You can handle such circumstances as follows:
i) Apply the initCrcLength attribute in inputs.conf to increase the number of bytes used for the CRC calculation, and make it longer than your static header.
ii) Apply the crcSalt attribute when configuring the file in inputs.conf. The crcSalt attribute, when set to <SOURCE>, ensures that each file has a unique CRC. The effect of this attribute/value pair is that Splunk assumes that each source/pathname contains unique content.
CAUTION: Never use crcSalt = <SOURCE> with rolling log files, or in the cases when log files get renamed or moved to another monitored location, this stops Splunk from recognizing log files across the roll or rename, which results in the data being reindexed.
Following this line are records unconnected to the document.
impl SpecCatalog {
    pub fn new() -> Self {
        Self::default()
    }

    /// Load every Swagger document below `dir`.
    ///
    /// Files inside `examples` directories are only read through `$ref`.
    /// Documents that fail to parse are skipped with a warning.
    pub fn load_dir(dir: impl AsRef<Path>) -> Result<Self, SpecError> {
        let dir = dir.as_ref();
        if !dir.is_dir() {
            return Err(SpecError::MissingDirectory(dir.display().to_string()));
        }

        let mut catalog = Self::new();
        let mut documents = 0;
        let walker = WalkDir::new(dir)
            .sort_by_file_name()
            .into_iter()
            .filter_entry(|e| {
                e.depth() == 0 || !e.file_name().to_string_lossy().eq_ignore_ascii_case("examples")
            });

        for entry in walker {
            let entry = entry.map_err(|e| SpecError::Io {
                path: dir.display().to_string(),
                source: e.into(),
            })?;
            if !entry.file_type().is_file() || !is_spec_file(entry.path()) {
                continue;
            }
            let doc = match read_document(entry.path()) {
                Ok(doc) => doc,
                Err(e) => {
                    warn!("Skipping spec file: {}", e);
                    continue;
                }
            };
            if doc.get("swagger").is_none() && doc.get("paths").is_none() {
                debug!("Ignoring non-swagger file {}", entry.path().display());
                continue;
            }
            let added = catalog.add_document(&doc, entry.path())?;
            debug!("Loaded {} operations from {}", added, entry.path().display());
            documents += 1;
        }

        info!(
            "Spec catalog loaded: {} operations from {} documents in {}",
            catalog.len(),
            documents,
            dir.display()
        );
        Ok(catalog)
    }

    /// Build a catalog from a single in-memory document (inline examples only)
    pub fn from_document(doc: &Value) -> Result<Self, SpecError> {
        let mut catalog = Self::new();
        catalog.add_document(doc, Path::new("<inline>"))?;
        Ok(catalog)
    }

    /// Index the operations of one document; returns how many were added.
    ///
    /// `source` is the document's own path, used to resolve example `$ref`s.
    pub fn add_document(&mut self, doc: &Value, source: &Path) -> Result<usize, SpecError> {
        let api_version = doc
            .pointer("/info/version")
            .and_then(Value::as_str)
            .unwrap_or_default()
            .to_string();
        let base_dir = source.parent();
        let before = self.operations.len();

        for key in ["paths", "x-ms-paths"] {
            let Some(paths) = doc.get(key).and_then(Value::as_object) else {
                continue;
            };
            for (template, item) in paths {
                let path_template =
                    PathTemplate::compile(template).map_err(|e| SpecError::Template {
                        path: source.display().to_string(),
                        template: template.clone(),
                        message: e.to_string(),
                    })?;
                let provider_namespace = template_namespace(template);
                let path_params = item
                    .get("parameters")
                    .map(|p| collect_parameters(doc, p))
                    .unwrap_or_default();

                for method in METHODS {
                    let Some(op) = item.get(method) else {
                        continue;
                    };
                    let mut parameters = path_params.clone();
                    if let Some(p) = op.get("parameters") {
                        for param in collect_parameters(doc, p) {
                            parameters.retain(|existing: &Parameter| {
                                !(existing.name == param.name && existing.location == param.location)
                            });
                            parameters.push(param);
                        }
                    }

                    let operation = Operation {
                        operation_id: op
                            .get("operationId")
                            .and_then(Value::as_str)
                            .unwrap_or_default()
                            .to_string(),
                        method: method.to_uppercase(),
                        path_template: path_template.clone(),
                        api_version: api_version.clone(),
                        provider_namespace: provider_namespace.clone(),
                        long_running: op
                            .get("x-ms-long-running-operation")
                            .and_then(Value::as_bool)
                            .unwrap_or(false),
                        parameters,
                        responses: op
                            .get("responses")
                            .and_then(Value::as_object)
                            .map(|r| r.keys().cloned().collect())
                            .unwrap_or_default(),
                        examples: load_examples(op, base_dir),
                    };
                    self.operations.push(Arc::new(operation));
                }
            }
        }

        Ok(self.operations.len() - before)
    }

    pub fn len(&self) -> usize {
        self.operations.len()
    }

    pub fn is_empty(&self) -> bool {
        self.operations.is_empty()
    }

    pub fn operations(&self) -> &[Arc<Operation>] {
        &self.operations
    }

    fn search(&self, request: &ValidationRequest) -> PotentialOperations {
        let routed: Vec<&Arc<Operation>> = self
            .operations
            .iter()
            .filter(|op| {
                op.method == request.request_method
                    && op.path_template.matches(&request.path, &request.query)
            })
            .collect();

        if routed.is_empty() {
            return PotentialOperations {
                matches: Vec::new(),
                reason: Some(SearchReason {
                    code: OPERATION_NOT_FOUND.to_string(),
                    message: format!(
                        "Could not find any operation matching {} {}",
                        request.request_method, request.path
                    ),
                }),
                api_version: request.api_version.clone(),
            };
        }

        let any_version = request.api_version == UNKNOWN_API_VERSION;
        let mut matched: Vec<&Arc<Operation>> = routed
            .iter()
            .copied()
            .filter(|op| any_version || op.api_version.eq_ignore_ascii_case(&request.api_version))
            .collect();

        if matched.is_empty() {
            let mut available: Vec<&str> = routed.iter().map(|op| op.api_version.as_str()).collect();
            available.sort_unstable();
            available.dedup();
            return PotentialOperations {
                matches: Vec::new(),
                reason: Some(SearchReason {
                    code: API_VERSION_NOT_FOUND.to_string(),
                    message: format!(
                        "api-version '{}' is not available for {} {}; available versions: {}",
                        request.api_version,
                        request.request_method,
                        request.path,
                        available.join(", ")
                    ),
                }),
                api_version: request.api_version.clone(),
            };
        }

        // most specific template (then newest version) last
        matched.sort_by(|a, b| {
            a.path_template
                .specificity()
                .cmp(&b.path_template.specificity())
                .then_with(|| a.api_version.cmp(&b.api_version))
        });

        let api_version = if any_version {
            matched
                .last()
                .map(|op| op.api_version.clone())
                .unwrap_or_default()
        } else {
            request.api_version.clone()
        };

        PotentialOperations {
            matches: matched
                .into_iter()
                .map(|op| OperationMatch {
                    operation: Arc::clone(op),
                    api_version: op.api_version.clone(),
                })
                .collect(),
            reason: None,
            api_version,
        }
    }
}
Hope!! you liked this post.
Thanks. We’ve been working on some crcsalt applications and we were wondering (curious if anyone knows)… Docs say that crcSalt value (string) is “added to CRC”. I/we are guessing that the crcsalt string is simply appended to the first 256 bytes of the file (or whatever initcrclength is set to) before the CRC computation is applied. Or is it something more complex than that? (I.e., does some form of key stretching or other modification to either string occur before the “adding”?) Also, does anyone know if crcsalt is “added” by appending to the end of the first X bytes of the file — or by pre-pending to the first X bytes?
Thanks for shooting your query through this blog . Please find below the detailed answer to this :
What we understand the Splunk input processor treats the content from the file for which you have used the attribute crcSalt to be unique, so, it doesn’t do lookup with the CRC Database and thus keeps itself away from any kind of CRC conflicts.
A blog excerpt :
“The crcSalt attribute, when set to, ensures that each file has a unique CRC. The effect of this attribute/value pair is that Splunk assumes that each source/path name contains unique content.”
Thank you for the detailed explanation !